» Task statement: Take every line in the entries that includes the word "where" and copy it.

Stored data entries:
-=-=-=-=-
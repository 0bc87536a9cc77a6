//! # gzpack Default Output Names
//!
//! File: cli/src/core/naming.rs
//!
//! Names used when the user invokes gzpack without saying where the result
//! should go: `archive_<dd-mm-YYYY-HH-MM-SS>` for new archives and
//! `unarchive_<archive file name>` for extraction directories.
//!
use chrono::{DateTime, Local, TimeZone};
use std::path::{Path, PathBuf};

const TIMESTAMP_FORMAT: &str = "%d-%m-%Y-%H-%M-%S";

/// Default archive file name for the current local time.
pub fn default_archive_name() -> PathBuf {
    archive_name_at(&Local::now())
}

/// Default archive file name for a given instant.
pub fn archive_name_at<Tz: TimeZone>(at: &DateTime<Tz>) -> PathBuf
where
    Tz::Offset: std::fmt::Display,
{
    PathBuf::from(format!("archive_{}", at.format(TIMESTAMP_FORMAT)))
}

/// Default extraction directory for `archive`, relative to the working directory.
pub fn default_extract_dir(archive: &Path) -> PathBuf {
    let stem = archive
        .file_name()
        .map(|name| name.to_string_lossy().into_owned())
        .unwrap_or_else(|| "archive".to_string());
    PathBuf::from(format!("unarchive_{}", stem))
}

#[cfg(test)]
mod tests {
    use super::*;
    use chrono::Utc;

    #[test]
    fn test_archive_name_format() {
        let at = Utc.with_ymd_and_hms(2024, 3, 7, 9, 5, 2).unwrap();
        assert_eq!(archive_name_at(&at), PathBuf::from("archive_07-03-2024-09-05-02"));
    }

    #[test]
    fn test_extract_dir_uses_file_name_only() {
        assert_eq!(
            default_extract_dir(Path::new("/tmp/backups/photos.gz")),
            PathBuf::from("unarchive_photos.gz")
        );
        assert_eq!(default_extract_dir(Path::new("/")), PathBuf::from("unarchive_archive"));
    }
}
-=-=-=-=-
» Answer space:
//! Names used when the user invokes gzpack without saying where the result
where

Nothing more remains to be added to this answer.